• **Task to carry out**: Using the listing below, copy exactly the lines from the one containing "repository 43d8fcc50f704434" to the one containing "#[derive(Debug, Default)]", both lines included, and no others.

• • • • • • •

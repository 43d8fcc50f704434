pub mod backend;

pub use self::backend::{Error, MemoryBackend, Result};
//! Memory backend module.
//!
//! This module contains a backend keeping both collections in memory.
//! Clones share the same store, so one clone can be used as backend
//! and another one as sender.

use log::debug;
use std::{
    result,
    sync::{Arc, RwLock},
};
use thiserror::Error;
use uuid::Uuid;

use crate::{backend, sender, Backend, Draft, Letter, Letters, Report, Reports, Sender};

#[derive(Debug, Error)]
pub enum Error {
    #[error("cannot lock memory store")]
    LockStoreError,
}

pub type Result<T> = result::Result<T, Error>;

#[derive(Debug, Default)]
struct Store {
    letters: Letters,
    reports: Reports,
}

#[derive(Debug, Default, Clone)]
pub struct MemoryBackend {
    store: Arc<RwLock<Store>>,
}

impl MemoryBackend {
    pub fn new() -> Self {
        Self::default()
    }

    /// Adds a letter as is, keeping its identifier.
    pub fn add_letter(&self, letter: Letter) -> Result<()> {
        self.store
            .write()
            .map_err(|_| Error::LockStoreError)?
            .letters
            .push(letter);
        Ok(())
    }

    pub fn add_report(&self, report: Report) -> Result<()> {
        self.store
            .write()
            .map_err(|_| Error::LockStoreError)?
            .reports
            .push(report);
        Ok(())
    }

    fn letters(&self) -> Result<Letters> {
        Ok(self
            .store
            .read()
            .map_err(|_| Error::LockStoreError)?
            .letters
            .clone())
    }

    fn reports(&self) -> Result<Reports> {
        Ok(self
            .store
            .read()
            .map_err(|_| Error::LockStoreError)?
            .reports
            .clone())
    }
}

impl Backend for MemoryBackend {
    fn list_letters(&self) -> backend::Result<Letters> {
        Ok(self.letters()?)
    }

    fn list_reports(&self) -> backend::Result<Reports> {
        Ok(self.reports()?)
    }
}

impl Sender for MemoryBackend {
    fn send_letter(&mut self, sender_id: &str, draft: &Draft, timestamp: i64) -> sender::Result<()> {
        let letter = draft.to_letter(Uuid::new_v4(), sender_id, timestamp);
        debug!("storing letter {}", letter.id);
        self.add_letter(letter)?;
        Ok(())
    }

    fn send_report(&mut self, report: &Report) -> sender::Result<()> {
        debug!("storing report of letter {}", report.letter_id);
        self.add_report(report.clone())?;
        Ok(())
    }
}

• • • • • • •

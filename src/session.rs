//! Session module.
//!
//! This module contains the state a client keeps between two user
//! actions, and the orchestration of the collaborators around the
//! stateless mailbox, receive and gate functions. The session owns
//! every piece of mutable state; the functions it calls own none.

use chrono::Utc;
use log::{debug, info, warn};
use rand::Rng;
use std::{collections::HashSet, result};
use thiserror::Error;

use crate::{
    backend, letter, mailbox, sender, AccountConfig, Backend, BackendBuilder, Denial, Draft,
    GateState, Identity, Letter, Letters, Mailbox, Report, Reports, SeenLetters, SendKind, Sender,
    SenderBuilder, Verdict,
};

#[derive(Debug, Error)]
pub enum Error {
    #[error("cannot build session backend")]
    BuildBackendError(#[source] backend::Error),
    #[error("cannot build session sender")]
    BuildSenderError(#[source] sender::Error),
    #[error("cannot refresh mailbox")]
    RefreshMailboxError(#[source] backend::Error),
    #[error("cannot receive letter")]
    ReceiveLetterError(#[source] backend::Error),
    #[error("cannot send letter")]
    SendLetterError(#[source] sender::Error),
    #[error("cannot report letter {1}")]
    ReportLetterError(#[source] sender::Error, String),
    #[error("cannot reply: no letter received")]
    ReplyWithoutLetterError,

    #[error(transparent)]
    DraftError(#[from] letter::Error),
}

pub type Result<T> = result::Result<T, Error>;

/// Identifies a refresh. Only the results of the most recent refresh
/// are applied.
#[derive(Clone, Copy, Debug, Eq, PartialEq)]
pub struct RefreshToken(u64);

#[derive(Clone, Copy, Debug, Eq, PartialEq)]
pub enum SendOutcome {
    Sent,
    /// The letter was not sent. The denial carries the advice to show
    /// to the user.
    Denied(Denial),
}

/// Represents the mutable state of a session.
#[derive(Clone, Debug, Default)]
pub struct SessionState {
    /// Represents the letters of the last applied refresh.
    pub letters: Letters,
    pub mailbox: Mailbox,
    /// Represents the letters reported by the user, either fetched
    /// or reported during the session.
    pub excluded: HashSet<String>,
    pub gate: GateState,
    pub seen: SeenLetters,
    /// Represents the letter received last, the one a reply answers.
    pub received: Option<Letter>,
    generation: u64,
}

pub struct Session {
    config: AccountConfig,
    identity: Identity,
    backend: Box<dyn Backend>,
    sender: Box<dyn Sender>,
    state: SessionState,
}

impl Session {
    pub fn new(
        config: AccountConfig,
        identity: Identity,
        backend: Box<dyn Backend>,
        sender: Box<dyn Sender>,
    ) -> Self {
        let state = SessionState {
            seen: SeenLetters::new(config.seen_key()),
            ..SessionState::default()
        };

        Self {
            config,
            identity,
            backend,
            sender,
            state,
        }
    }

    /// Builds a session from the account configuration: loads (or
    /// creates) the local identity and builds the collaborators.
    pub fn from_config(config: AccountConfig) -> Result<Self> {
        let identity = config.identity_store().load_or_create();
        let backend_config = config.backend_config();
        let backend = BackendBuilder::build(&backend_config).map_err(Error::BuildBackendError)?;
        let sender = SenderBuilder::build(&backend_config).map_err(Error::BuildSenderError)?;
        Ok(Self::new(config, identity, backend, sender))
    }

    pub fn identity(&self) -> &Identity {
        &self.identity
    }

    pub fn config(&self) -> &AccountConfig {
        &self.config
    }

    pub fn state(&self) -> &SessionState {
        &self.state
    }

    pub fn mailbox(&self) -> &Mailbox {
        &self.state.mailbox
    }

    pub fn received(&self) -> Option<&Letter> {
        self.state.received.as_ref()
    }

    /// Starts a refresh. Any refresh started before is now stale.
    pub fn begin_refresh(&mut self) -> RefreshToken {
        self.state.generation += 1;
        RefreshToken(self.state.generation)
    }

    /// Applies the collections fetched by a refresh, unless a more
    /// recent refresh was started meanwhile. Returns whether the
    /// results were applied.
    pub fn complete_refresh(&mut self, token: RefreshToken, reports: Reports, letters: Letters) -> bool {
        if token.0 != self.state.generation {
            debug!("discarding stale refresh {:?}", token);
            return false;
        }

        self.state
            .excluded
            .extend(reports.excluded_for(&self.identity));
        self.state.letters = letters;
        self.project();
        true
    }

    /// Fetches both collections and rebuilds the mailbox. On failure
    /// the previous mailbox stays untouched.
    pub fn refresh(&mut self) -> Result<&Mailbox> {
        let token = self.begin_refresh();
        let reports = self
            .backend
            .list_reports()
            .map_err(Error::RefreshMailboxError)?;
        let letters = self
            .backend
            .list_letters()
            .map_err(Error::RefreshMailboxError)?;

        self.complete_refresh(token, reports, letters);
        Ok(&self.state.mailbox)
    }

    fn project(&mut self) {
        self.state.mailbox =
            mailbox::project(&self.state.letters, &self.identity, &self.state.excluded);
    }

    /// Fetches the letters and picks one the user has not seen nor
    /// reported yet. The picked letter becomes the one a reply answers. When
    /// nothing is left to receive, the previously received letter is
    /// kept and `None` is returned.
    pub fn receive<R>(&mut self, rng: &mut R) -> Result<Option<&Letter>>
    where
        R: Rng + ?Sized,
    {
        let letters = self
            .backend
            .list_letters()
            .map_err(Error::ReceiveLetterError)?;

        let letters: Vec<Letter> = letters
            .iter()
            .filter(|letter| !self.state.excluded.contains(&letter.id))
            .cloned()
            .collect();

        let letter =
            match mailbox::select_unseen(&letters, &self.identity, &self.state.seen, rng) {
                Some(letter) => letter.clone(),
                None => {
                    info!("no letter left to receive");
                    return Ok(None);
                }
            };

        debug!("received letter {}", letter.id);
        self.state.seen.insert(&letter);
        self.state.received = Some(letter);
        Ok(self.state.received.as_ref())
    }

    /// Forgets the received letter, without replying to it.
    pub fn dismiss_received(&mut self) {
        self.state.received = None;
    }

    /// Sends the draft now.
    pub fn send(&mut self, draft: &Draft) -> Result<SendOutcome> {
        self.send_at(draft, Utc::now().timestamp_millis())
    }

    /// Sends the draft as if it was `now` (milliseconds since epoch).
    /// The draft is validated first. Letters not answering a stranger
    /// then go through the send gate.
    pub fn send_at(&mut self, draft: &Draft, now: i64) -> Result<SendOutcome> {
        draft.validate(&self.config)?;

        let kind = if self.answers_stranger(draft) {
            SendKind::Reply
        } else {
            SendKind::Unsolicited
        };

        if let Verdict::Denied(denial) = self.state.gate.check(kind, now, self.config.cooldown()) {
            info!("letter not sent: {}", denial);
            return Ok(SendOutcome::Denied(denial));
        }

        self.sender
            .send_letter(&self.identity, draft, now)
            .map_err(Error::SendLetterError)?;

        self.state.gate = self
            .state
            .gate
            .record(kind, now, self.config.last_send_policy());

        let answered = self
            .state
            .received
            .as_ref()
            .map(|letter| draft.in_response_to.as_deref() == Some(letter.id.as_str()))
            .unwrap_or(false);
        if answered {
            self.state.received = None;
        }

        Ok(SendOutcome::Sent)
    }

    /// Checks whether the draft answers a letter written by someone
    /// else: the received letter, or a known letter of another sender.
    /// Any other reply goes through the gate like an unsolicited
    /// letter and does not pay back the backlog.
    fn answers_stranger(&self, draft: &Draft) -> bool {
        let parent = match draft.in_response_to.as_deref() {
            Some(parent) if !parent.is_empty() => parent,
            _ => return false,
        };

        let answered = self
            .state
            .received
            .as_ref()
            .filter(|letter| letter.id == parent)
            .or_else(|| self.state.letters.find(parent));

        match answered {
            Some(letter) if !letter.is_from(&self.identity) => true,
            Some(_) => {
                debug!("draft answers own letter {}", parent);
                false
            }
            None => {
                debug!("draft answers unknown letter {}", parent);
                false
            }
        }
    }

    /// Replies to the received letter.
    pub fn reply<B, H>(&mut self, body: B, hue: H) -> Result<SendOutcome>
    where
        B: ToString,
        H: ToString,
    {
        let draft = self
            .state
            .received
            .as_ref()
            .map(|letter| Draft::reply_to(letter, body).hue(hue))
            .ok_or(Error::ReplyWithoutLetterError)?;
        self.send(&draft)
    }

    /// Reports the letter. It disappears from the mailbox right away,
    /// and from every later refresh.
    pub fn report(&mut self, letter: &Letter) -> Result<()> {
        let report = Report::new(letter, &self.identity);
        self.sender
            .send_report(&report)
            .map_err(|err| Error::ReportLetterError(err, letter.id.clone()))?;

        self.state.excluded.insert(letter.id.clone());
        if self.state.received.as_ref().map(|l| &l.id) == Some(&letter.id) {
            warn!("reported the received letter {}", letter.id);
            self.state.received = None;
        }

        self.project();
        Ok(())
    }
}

• • • • • • •

• **Solved problem**:
repository 43d8fcc50f704434
pub mod backend;

pub use self::backend::{Error, MemoryBackend, Result};
//! Memory backend module.
//!
//! This module contains a backend keeping both collections in memory.
//! Clones share the same store, so one clone can be used as backend
//! and another one as sender.

use log::debug;
use std::{
    result,
    sync::{Arc, RwLock},
};
use thiserror::Error;
use uuid::Uuid;

use crate::{backend, sender, Backend, Draft, Letter, Letters, Report, Reports, Sender};

#[derive(Debug, Error)]
pub enum Error {
    #[error("cannot lock memory store")]
    LockStoreError,
}

pub type Result<T> = result::Result<T, Error>;

#[derive(Debug, Default)]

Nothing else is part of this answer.